Protein arginine methyltransferase 5 (PRMT5) is overexpressed in B-cell lymphomas, including diffuse large B-cell lymphoma (DLBCL) and mantle cell lymphoma (MCL). While PRMT5 is known to regulate multiple oncogenic pathways, including PI3K-AKT signaling, its role in lipid metabolism and ferroptosis, a regulated, iron-dependent cell death driven by lipid peroxidation, remains poorly understood. Here, we identify a novel role for PRMT5 in suppressing ferroptosis in DLBCL and MCL cells through upregulation of SLC7A11, which imports cystine for glutathione (GSH) biosynthesis. This effect is mediated by the AKT-MYC-ATF5 signaling axis. ATF5, a MYC-regulated transcription factor overexpressed in these lymphomas, induces SLC7A11 expression.
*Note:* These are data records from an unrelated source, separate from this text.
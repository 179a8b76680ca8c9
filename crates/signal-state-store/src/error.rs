//! Error types for state store operations

use crate::StatePath;
use thiserror::Error;

/// Result type for state store operations
pub type StoreResult<T> = Result<T, StoreError>;

/// Errors raised by state store mutators
#[derive(Debug, Clone, PartialEq, Error)]
pub enum StoreError {
    /// A path segment tried to descend through a scalar value
    #[error("cannot descend into '{path}': not an object or array")]
    NotAContainer { path: StatePath },

    /// The value at the path has the wrong shape for the operation
    #[error("expected {expected} at '{path}'")]
    TypeMismatch {
        path: StatePath,
        expected: &'static str,
    },

    /// An array was addressed with a non-numeric or out of range segment
    #[error("invalid array index '{segment}' at '{path}'")]
    InvalidIndex { path: StatePath, segment: String },

    /// A mutator was called through a read-only view
    #[error("cannot {method} '{path}': state is read-only here")]
    ReadOnly {
        method: &'static str,
        path: StatePath,
    },

    /// The argument passed to a mutator has the wrong shape
    #[error("{method} expects {expected}")]
    InvalidArgument {
        method: &'static str,
        expected: &'static str,
    },
}
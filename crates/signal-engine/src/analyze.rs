//! Definition validation
//!
//! Walks a raw definition before it is compiled and rejects anything the
//! executor could not run. Any action is valid in any list; its kind only
//! decides how it runs there. Positions in errors refer to the definition as
//! written, so output maps count as items.

use crate::chain::{describe_value, Chain};
use crate::error::DefinitionError;
use crate::tree::{format_path, PathSegment};

/// Validate a signal definition
pub fn analyze(signal: &str, definition: &[Chain]) -> Result<(), DefinitionError> {
    Analyzer { signal }.list(definition, &mut Vec::new(), false)
}

struct Analyzer<'a> {
    signal: &'a str,
}

impl Analyzer<'_> {
    fn list(
        &self,
        items: &[Chain],
        path: &mut Vec<PathSegment>,
        concurrent: bool,
    ) -> Result<(), DefinitionError> {
        let mut previous: Option<&Chain> = None;

        for (index, item) in items.iter().enumerate() {
            path.push(PathSegment::Index(index));

            match item {
                Chain::Action(_) => {}
                Chain::Parallel(members) => {
                    if concurrent {
                        return Err(DefinitionError::NestedGroup {
                            signal: self.signal.to_string(),
                            position: format_path(path),
                        });
                    }
                    self.list(members, path, true)?;
                }
                Chain::Paths(paths) => {
                    let Some(Chain::Action(action)) = previous else {
                        return Err(DefinitionError::OrphanOutputs {
                            signal: self.signal.to_string(),
                            position: format_path(path),
                            follows: previous
                                .map(Chain::describe)
                                .unwrap_or_else(|| "nothing".to_string()),
                        });
                    };
                    for (output, branch) in paths {
                        if !action.declares(output) {
                            return Err(DefinitionError::UndeclaredOutput {
                                signal: self.signal.to_string(),
                                position: format_path(path),
                                action: action.name().to_string(),
                                output: output.clone(),
                            });
                        }
                        path.push(PathSegment::Key("outputs".to_string()));
                        path.push(PathSegment::Key(output.clone()));
                        self.list(branch, path, false)?;
                        path.pop();
                        path.pop();
                    }
                }
                Chain::Unresolved(name) => {
                    return Err(DefinitionError::UnresolvedAction {
                        signal: self.signal.to_string(),
                        position: format_path(path),
                        name: name.clone(),
                    })
                }
                Chain::Invalid(value) => {
                    return Err(DefinitionError::InvalidLeaf {
                        signal: self.signal.to_string(),
                        position: format_path(path),
                        found: describe_value(value).to_string(),
                    })
                }
            }

            path.pop();
            previous = Some(item);
        }

        Ok(())
    }
}
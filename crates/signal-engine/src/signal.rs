//! Signal factory
//!
//! An [`Engine`] turns definitions into [`Signal`]s. Each signal is checked
//! and compiled once; every run gets its own trace state.

use crate::action::Args;
use crate::analyze::analyze;
use crate::chain::{describe_value, Chain};
use crate::error::{DefinitionError, SignalError, SignalResult};
use crate::executor::RunContext;
use crate::trace::{RunState, SignalTrace};
use crate::trace_log::TraceLog;
use crate::tree::Tree;
use serde::Serialize;
use serde_json::Value;
use signal_config::{EngineConfig, StepErrorPolicy};
use signal_state_store::{SharedStateStore, TreeStore};
use std::future::Future;
use std::pin::Pin;
use std::sync::{Arc, Mutex, PoisonError};
use std::task::{Context, Poll};
use tracing::{debug, info_span, Instrument};
use ulid::Ulid;

type RunFuture = Pin<Box<dyn Future<Output = SignalResult<SignalTrace>> + Send>>;

/// Creates signals bound to one state store
pub struct Engine {
    store: SharedStateStore,
    config: EngineConfig,
    traces: Arc<TraceLog>,
}

impl Engine {
    pub fn new(store: SharedStateStore, config: EngineConfig) -> Self {
        let traces = Arc::new(TraceLog::from_config(&config));
        Self {
            store,
            config,
            traces,
        }
    }

    /// Engine with the default configuration
    pub fn with_store(store: SharedStateStore) -> Self {
        Self::new(store, EngineConfig::default())
    }

    pub fn store(&self) -> &SharedStateStore {
        &self.store
    }

    pub fn config(&self) -> &EngineConfig {
        &self.config
    }

    /// Completed traces of every signal created by this engine
    pub fn traces(&self) -> &Arc<TraceLog> {
        &self.traces
    }

    /// Validate and compile a definition into a runnable signal
    pub fn create(
        &self,
        name: impl Into<String>,
        definition: &[Chain],
    ) -> Result<Signal, DefinitionError> {
        let name = name.into();
        analyze(&name, definition)?;

        let tree = Tree::compile(definition);
        debug!(
            signal = %name,
            branches = tree.len(),
            actions = tree.actions().len(),
            "Compiled signal"
        );

        Ok(Signal {
            name: name.into(),
            tree: Arc::new(tree),
            store: self.store.clone(),
            policy: self.config.on_step_error,
            traces: self.traces.clone(),
        })
    }
}

impl Default for Engine {
    fn default() -> Self {
        Self::with_store(TreeStore::new().shared())
    }
}

/// A compiled, runnable signal
#[derive(Clone)]
pub struct Signal {
    name: Arc<str>,
    tree: Arc<Tree>,
    store: SharedStateStore,
    policy: StepErrorPolicy,
    traces: Arc<TraceLog>,
}

impl Signal {
    pub fn name(&self) -> &str {
        &self.name
    }

    pub fn tree(&self) -> &Tree {
        &self.tree
    }

    /// Start a run
    ///
    /// Arguments are converted to a JSON object up front; anything that does
    /// not serialize to an object (or `null`, meaning no arguments) is
    /// rejected before any step runs. The run makes progress when the
    /// returned [`SignalRun`] is polled.
    pub fn start<T: Serialize + ?Sized>(&self, args: &T) -> SignalResult<SignalRun> {
        let args = self.prepare_args(args)?;
        let id = Ulid::new();
        let state = Arc::new(Mutex::new(RunState::new(
            id,
            self.name.as_ref(),
            args,
            self.tree.len(),
        )));

        let context = RunContext::new(
            self.name.as_ref(),
            id,
            self.tree.clone(),
            self.store.clone(),
            self.policy,
            state.clone(),
        );
        let traces = self.traces.clone();
        let span = info_span!("signal", signal = %self.name, run_id = %id);
        let future = async move {
            let trace = context.execute().await?;
            traces.record(trace.clone());
            Ok(trace)
        }
        .instrument(span);

        Ok(SignalRun {
            id,
            monitor: RunMonitor {
                tree: self.tree.clone(),
                state,
            },
            future: Box::pin(future),
        })
    }

    /// Run to completion
    pub async fn run<T: Serialize + ?Sized>(&self, args: &T) -> SignalResult<SignalTrace> {
        self.start(args)?.await
    }

    fn prepare_args<T: Serialize + ?Sized>(&self, args: &T) -> SignalResult<Args> {
        match serde_json::to_value(args) {
            Ok(Value::Object(args)) => Ok(args),
            Ok(Value::Null) => Ok(Args::new()),
            Ok(other) => Err(SignalError::ArgsNotObject {
                signal: self.name.to_string(),
                found: describe_value(&other).to_string(),
            }),
            Err(source) => Err(SignalError::InvalidArgs {
                signal: self.name.to_string(),
                source,
            }),
        }
    }
}

impl std::fmt::Debug for Signal {
    fn fmt(&self, f: &mut std::fmt::Formatter<'_>) -> std::fmt::Result {
        f.debug_struct("Signal")
            .field("name", &self.name)
            .field("branches", &self.tree.len())
            .field("policy", &self.policy)
            .finish()
    }
}

/// Live view of a run's trace
#[derive(Clone)]
pub struct RunMonitor {
    tree: Arc<Tree>,
    state: Arc<Mutex<RunState>>,
}

impl RunMonitor {
    pub fn snapshot(&self) -> SignalTrace {
        self.state
            .lock()
            .unwrap_or_else(PoisonError::into_inner)
            .snapshot(&self.tree)
    }

    pub fn is_executing(&self) -> bool {
        self.state
            .lock()
            .unwrap_or_else(PoisonError::into_inner)
            .is_executing
    }
}

/// A started run
///
/// Resolves to the completed trace. It can be awaited directly, spawned, or
/// inspected while pending through [`SignalRun::snapshot`].
pub struct SignalRun {
    id: Ulid,
    monitor: RunMonitor,
    future: RunFuture,
}

impl SignalRun {
    pub fn id(&self) -> Ulid {
        self.id
    }

    pub fn snapshot(&self) -> SignalTrace {
        self.monitor.snapshot()
    }

    pub fn is_executing(&self) -> bool {
        self.monitor.is_executing()
    }

    /// A handle that outlives the run future, e.g. once it is spawned
    pub fn monitor(&self) -> RunMonitor {
        self.monitor.clone()
    }

    pub async fn finish(self) -> SignalResult<SignalTrace> {
        self.await
    }
}

impl Future for SignalRun {
    type Output = SignalResult<SignalTrace>;

    fn poll(mut self: Pin<&mut Self>, cx: &mut Context<'_>) -> Poll<Self::Output> {
        self.future.as_mut().poll(cx)
    }
}
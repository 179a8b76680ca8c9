//! Path-addressable state tree for signal runs
//!
//! This crate provides the [`StateStore`] trait that the signal engine reads
//! and mutates through, and [`TreeStore`], an in-memory implementation over a
//! single JSON tree. Any store honoring the trait can back a signal engine.

mod error;
mod path;

pub use error::{StoreError, StoreResult};
pub use path::StatePath;

use serde_json::{Map, Value};
use std::sync::{Arc, PoisonError, RwLock, RwLockReadGuard, RwLockWriteGuard};
use tracing::{instrument, trace};

/// Transformation applied in place by [`StateStore::apply`]
pub type ApplyFn<'a> = Box<dyn FnOnce(Value) -> Value + Send + 'a>;

/// A tree-shaped, path-addressable mutable store
///
/// Readers return owned copies so callers never hold a lock. Mutators return
/// the value now stored at the path, except `unset` and `splice`, which
/// return what was removed.
pub trait StateStore: Send + Sync {
    /// Get a copy of the value at `path`
    fn get(&self, path: &StatePath) -> Option<Value>;

    /// Check whether a value exists at `path`
    fn exists(&self, path: &StatePath) -> bool;

    /// Replace the value at `path`, creating intermediate objects
    fn set(&self, path: &StatePath, value: Value) -> StoreResult<Value>;

    /// Shallow-merge an object into the object at `path`
    fn merge(&self, path: &StatePath, value: Value) -> StoreResult<Value>;

    /// Recursively merge an object into the object at `path`
    fn deep_merge(&self, path: &StatePath, value: Value) -> StoreResult<Value>;

    /// Append all `items` to the array at `path`
    fn concat(&self, path: &StatePath, items: Vec<Value>) -> StoreResult<Value>;

    /// Remove the value at `path`, returning it (or null)
    fn unset(&self, path: &StatePath) -> StoreResult<Value>;

    /// Append one item to the array at `path`
    fn push(&self, path: &StatePath, value: Value) -> StoreResult<Value>;

    /// Remove `delete_count` items at `start` and insert `items` in their place
    fn splice(
        &self,
        path: &StatePath,
        start: usize,
        delete_count: usize,
        items: Vec<Value>,
    ) -> StoreResult<Value>;

    /// Prepend one item to the array at `path`
    fn unshift(&self, path: &StatePath, value: Value) -> StoreResult<Value>;

    /// Replace the value at `path` with `f(current)`
    fn apply(&self, path: &StatePath, f: ApplyFn<'_>) -> StoreResult<Value>;
}

/// Thread-safe handle to any state store
pub type SharedStateStore = Arc<dyn StateStore>;

/// In-memory state store over a single JSON tree
///
/// The root is always an object. All operations take the tree lock for their
/// whole duration, so concurrent runs never observe a half-applied mutation.
pub struct TreeStore {
    root: RwLock<Value>,
}

impl TreeStore {
    /// Create an empty store
    pub fn new() -> Self {
        Self::with_state(Value::Object(Map::new()))
    }

    /// Create a store seeded with an initial tree
    ///
    /// A non-object seed is replaced by an empty object.
    pub fn with_state(initial: Value) -> Self {
        let root = if initial.is_object() {
            initial
        } else {
            Value::Object(Map::new())
        };
        Self {
            root: RwLock::new(root),
        }
    }

    /// Wrap in an `Arc` for sharing across signals
    pub fn shared(self) -> SharedStateStore {
        Arc::new(self)
    }

    /// Copy of the whole tree
    pub fn snapshot(&self) -> Value {
        self.read().clone()
    }

    fn read(&self) -> RwLockReadGuard<'_, Value> {
        self.root.read().unwrap_or_else(PoisonError::into_inner)
    }

    fn write(&self) -> RwLockWriteGuard<'_, Value> {
        self.root.write().unwrap_or_else(PoisonError::into_inner)
    }
}

impl Default for TreeStore {
    fn default() -> Self {
        Self::new()
    }
}

impl StateStore for TreeStore {
    fn get(&self, path: &StatePath) -> Option<Value> {
        lookup(&self.read(), path).cloned()
    }

    fn exists(&self, path: &StatePath) -> bool {
        lookup(&self.read(), path).is_some()
    }

    #[instrument(level = "trace", skip(self, value), fields(path = %path))]
    fn set(&self, path: &StatePath, value: Value) -> StoreResult<Value> {
        if path.is_root() && !value.is_object() {
            return Err(StoreError::InvalidArgument {
                method: "set",
                expected: "an object when setting the root",
            });
        }
        let mut root = self.write();
        let slot = slot_mut(&mut root, path)?;
        *slot = value;
        Ok(slot.clone())
    }

    #[instrument(level = "trace", skip(self, value), fields(path = %path))]
    fn merge(&self, path: &StatePath, value: Value) -> StoreResult<Value> {
        let Value::Object(source) = value else {
            return Err(StoreError::InvalidArgument {
                method: "merge",
                expected: "an object",
            });
        };
        let mut root = self.write();
        let slot = object_slot(&mut root, path)?;
        if let Value::Object(target) = &mut *slot {
            target.extend(source);
        }
        Ok(slot.clone())
    }

    #[instrument(level = "trace", skip(self, value), fields(path = %path))]
    fn deep_merge(&self, path: &StatePath, value: Value) -> StoreResult<Value> {
        if !value.is_object() {
            return Err(StoreError::InvalidArgument {
                method: "deep_merge",
                expected: "an object",
            });
        }
        let mut root = self.write();
        let slot = object_slot(&mut root, path)?;
        deep_merge_into(slot, value);
        Ok(slot.clone())
    }

    #[instrument(level = "trace", skip(self, items), fields(path = %path))]
    fn concat(&self, path: &StatePath, items: Vec<Value>) -> StoreResult<Value> {
        let mut root = self.write();
        let slot = array_slot(&mut root, path)?;
        if let Value::Array(target) = &mut *slot {
            target.extend(items);
        }
        Ok(slot.clone())
    }

    #[instrument(level = "trace", skip(self), fields(path = %path))]
    fn unset(&self, path: &StatePath) -> StoreResult<Value> {
        let mut root = self.write();
        let Some((parent, key)) = path.split_last() else {
            return Ok(std::mem::replace(&mut *root, Value::Object(Map::new())));
        };
        let removed = match lookup_mut(&mut root, &parent) {
            Some(Value::Object(map)) => map.remove(key),
            Some(Value::Array(items)) => match key.parse::<usize>() {
                Ok(index) if index < items.len() => Some(items.remove(index)),
                _ => None,
            },
            _ => None,
        };
        trace!(removed = removed.is_some(), "Unset state path");
        Ok(removed.unwrap_or(Value::Null))
    }

    #[instrument(level = "trace", skip(self, value), fields(path = %path))]
    fn push(&self, path: &StatePath, value: Value) -> StoreResult<Value> {
        let mut root = self.write();
        let slot = array_slot(&mut root, path)?;
        if let Value::Array(target) = &mut *slot {
            target.push(value);
        }
        Ok(slot.clone())
    }

    #[instrument(level = "trace", skip(self, items), fields(path = %path))]
    fn splice(
        &self,
        path: &StatePath,
        start: usize,
        delete_count: usize,
        items: Vec<Value>,
    ) -> StoreResult<Value> {
        let mut root = self.write();
        let slot = array_slot(&mut root, path)?;
        let Value::Array(target) = slot else {
            return Ok(Value::Array(Vec::new()));
        };
        let start = start.min(target.len());
        let end = start.saturating_add(delete_count).min(target.len());
        let removed: Vec<Value> = target.splice(start..end, items).collect();
        Ok(Value::Array(removed))
    }

    #[instrument(level = "trace", skip(self, value), fields(path = %path))]
    fn unshift(&self, path: &StatePath, value: Value) -> StoreResult<Value> {
        let mut root = self.write();
        let slot = array_slot(&mut root, path)?;
        if let Value::Array(target) = &mut *slot {
            target.insert(0, value);
        }
        Ok(slot.clone())
    }

    #[instrument(level = "trace", skip(self, f), fields(path = %path))]
    fn apply(&self, path: &StatePath, f: ApplyFn<'_>) -> StoreResult<Value> {
        let mut root = self.write();
        let slot = slot_mut(&mut root, path)?;
        let current = std::mem::take(slot);
        *slot = f(current);
        if path.is_root() && !slot.is_object() {
            *slot = Value::Object(Map::new());
        }
        Ok(slot.clone())
    }
}

/// Resolve a path without creating anything
fn lookup<'a>(root: &'a Value, path: &StatePath) -> Option<&'a Value> {
    path.segments()
        .iter()
        .try_fold(root, |current, key| match current {
            Value::Object(map) => map.get(key),
            Value::Array(items) => key.parse::<usize>().ok().and_then(|i| items.get(i)),
            _ => None,
        })
}

fn lookup_mut<'a>(root: &'a mut Value, path: &StatePath) -> Option<&'a mut Value> {
    let mut current = root;
    for key in path.segments() {
        current = match current {
            Value::Object(map) => map.get_mut(key)?,
            Value::Array(items) => items.get_mut(key.parse::<usize>().ok()?)?,
            _ => return None,
        };
    }
    Some(current)
}

/// Resolve a path for writing, creating objects for missing keys
///
/// An array index equal to the array length appends a new element.
fn slot_mut<'a>(root: &'a mut Value, path: &StatePath) -> StoreResult<&'a mut Value> {
    let mut current = root;
    for (depth, key) in path.segments().iter().enumerate() {
        if current.is_null() {
            *current = Value::Object(Map::new());
        }
        current = match current {
            Value::Object(map) => map.entry(key.clone()).or_insert(Value::Null),
            Value::Array(items) => {
                let index = key
                    .parse::<usize>()
                    .ok()
                    .filter(|index| *index <= items.len())
                    .ok_or_else(|| StoreError::InvalidIndex {
                        path: path.prefix(depth),
                        segment: key.clone(),
                    })?;
                if index == items.len() {
                    items.push(Value::Null);
                }
                &mut items[index]
            }
            _ => {
                return Err(StoreError::NotAContainer {
                    path: path.prefix(depth),
                })
            }
        };
    }
    Ok(current)
}

fn object_slot<'a>(root: &'a mut Value, path: &StatePath) -> StoreResult<&'a mut Value> {
    let slot = slot_mut(root, path)?;
    match *slot {
        Value::Null => *slot = Value::Object(Map::new()),
        Value::Object(_) => {}
        _ => {
            return Err(StoreError::TypeMismatch {
                path: path.clone(),
                expected: "an object",
            })
        }
    }
    Ok(slot)
}

fn array_slot<'a>(root: &'a mut Value, path: &StatePath) -> StoreResult<&'a mut Value> {
    let slot = slot_mut(root, path)?;
    match *slot {
        Value::Null => *slot = Value::Array(Vec::new()),
        Value::Array(_) => {}
        _ => {
            return Err(StoreError::TypeMismatch {
                path: path.clone(),
                expected: "an array",
            })
        }
    }
    Ok(slot)
}

fn deep_merge_into(target: &mut Value, source: Value) {
    match (target, source) {
        (Value::Object(target), Value::Object(source)) => {
            for (key, value) in source {
                let nested = value.is_object() && target.get(&key).is_some_and(Value::is_object);
                match target.get_mut(&key) {
                    Some(existing) if nested => deep_merge_into(existing, value),
                    _ => {
                        target.insert(key, value);
                    }
                }
            }
        }
        (target, source) => *target = source,
    }
}
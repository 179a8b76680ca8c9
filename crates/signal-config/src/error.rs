//! Configuration errors

use std::path::PathBuf;
use thiserror::Error;

pub type ConfigResult<T> = Result<T, ConfigError>;

/// Why engine configuration could not be loaded
#[derive(Debug, Error)]
pub enum ConfigError {
    #[error("cannot read engine config {path}: {source}")]
    ReadFile {
        path: PathBuf,
        #[source]
        source: std::io::Error,
    },

    #[error("engine config {path} is not valid YAML: {source}")]
    ParseYaml {
        path: PathBuf,
        #[source]
        source: serde_yaml::Error,
    },

    /// `!env_var` named a variable that is unset and has no fallback
    #[error("!env_var {var} is not set and has no fallback")]
    EnvVarNotFound { var: String },

    #[error("{key}: {reason}")]
    InvalidValue { key: String, reason: String },
}
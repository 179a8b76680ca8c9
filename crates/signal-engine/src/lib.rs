//! Signal execution engine
//!
//! A signal is a named workflow built from [`Action`]s. Its definition is a
//! list of [`Chain`] items: actions run in order, a [`Chain::Parallel`] runs
//! its async members concurrently, and a [`Chain::Paths`] map after an action
//! picks the list to continue with from the output the action took.
//!
//! ```ignore
//! use serde_json::json;
//! use signal_engine::{Action, Chain, Engine, Outcome};
//!
//! let load = Action::sync("load", |args, state| {
//!     state.set("user", args["user"].clone())?;
//!     Ok(Outcome::success(json!({"loaded": true})))
//! })
//! .with_outputs(["success", "error"]);
//!
//! let notify = Action::asynchronous("notify", |_, state| async move {
//!     let user = state.get("user");
//!     Ok(Outcome::next().with("notified", user.is_some()))
//! });
//!
//! let engine = Engine::default();
//! let signal = engine.create(
//!     "login",
//!     &[load.into(), Chain::paths([("success", vec![Chain::parallel([notify.into()])])])],
//! )?;
//! let trace = signal.run(&json!({"user": "ada"})).await?;
//! ```

mod action;
mod analyze;
mod chain;
mod error;
mod executor;
mod signal;
mod state;
mod trace;
mod trace_log;
mod tree;

pub use action::{
    Action, ActionCatalog, Args, AsyncStep, Outcome, StepError, StepFuture, StepResult, SyncStep,
};
pub use analyze::analyze;
pub use chain::{chain_from_json, Chain};
pub use error::{DefinitionError, SignalError, SignalResult};
pub use signal::{Engine, RunMonitor, Signal, SignalRun};
pub use state::{Mutation, MutationKind, StateReader, StateWriter};
pub use trace::{BranchRecord, BranchTrace, SignalTrace, TraceNode};
pub use trace_log::TraceLog;
pub use tree::{format_path, BranchNode, BranchSpec, PathSegment, Tree};

pub use signal_config::{EngineConfig, StepErrorPolicy};
pub use signal_state_store::{SharedStateStore, StatePath, StateStore, StoreError, TreeStore};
In addition, ATF5 promotes the expression of ATF4, another key regulator of the ferroptotic response, which forms heterodimers with ATF5 to further reinforce this regulatory network. PRMT5 inhibition sensitizes lymphoma cells to ferroptosis inducers such as dimethyl fumarate (DMF), an electrophile that irreversibly depletes GSH via succination. Notably, combined treatment with the PRMT5 inhibitor GSK3326595 and DMF synergistically enhances anti-tumor activity in a patient-derived xenograft (PDX) model. These findings reveal a previously unrecognized PRMT5-ATF5-SLC7A11 axis that drives ferroptosis resistance in B-cell lymphomas and provide a strong rationale for targeting PRMT5 to potentiate ferroptosis-based therapies in relapsed or refractory disease.